Provided material Start Marker
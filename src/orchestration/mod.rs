//! Orchestration layer.
//!
//! Everything between the task graph and the worker processes: gating,
//! bounded-concurrency dispatch, worker invocation, result parsing,
//! verification in per-task project overlays, failure recovery and the
//! run-wide budget. The [`Orchestrator`] wires them into the run loop.

pub mod budget;
pub mod dispatcher;
pub mod gate;
pub mod invoker;
pub mod orchestrator;
pub mod overlay;
pub mod parser;
pub mod recovery;
pub mod verifier;

pub use budget::{BudgetTracker, LedgerSnapshot, Reservation};
pub use dispatcher::{
    DispatchEvent, DispatchJob, DispatchReport, Dispatcher, RunContext, TaskOutcome, TaskPipeline,
};
pub use gate::{ComplexityGate, GateDecision};
pub use invoker::{
    Capability, CapabilityOutput, CommandCapability, InvocationError, InvocationErrorKind,
    Invoker, WorkerRequest, WorkerResult, WorkerStatus,
};
pub use orchestrator::{BlockedTask, Orchestrator, RunOutcome, RunReport};
pub use overlay::{Overlay, OVERLAY_DIR};
pub use parser::{
    parse, ChangeAction, CodeChange, Fallback, Finding, ParseFailure, Record, Severity, Shape,
    TestOutcome, WorkerOutput,
};
pub use recovery::{
    FailureCategory, FailureEvidence, RecoveryDecision, RecoveryEngine, RecoveryLevel,
};
pub use verifier::{CheckOutcome, CheckRunner, CommandCheckRunner, RunnerFailure, Verifier};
Provided material End Marker
• [Task to carry out]:
Emit an exact copy of the lines spanning the start of the records to the line containing "pub mod gate;", inclusive, and no other output.

• [Task answer]:
filename src/orchestration/mod.rs
//! Orchestration layer.
//!
//! Everything between the task graph and the worker processes: gating,
//! bounded-concurrency dispatch, worker invocation, result parsing,
//! verification in per-task project overlays, failure recovery and the
//! run-wide budget. The [`Orchestrator`] wires them into the run loop.

pub mod budget;
pub mod dispatcher;
pub mod gate;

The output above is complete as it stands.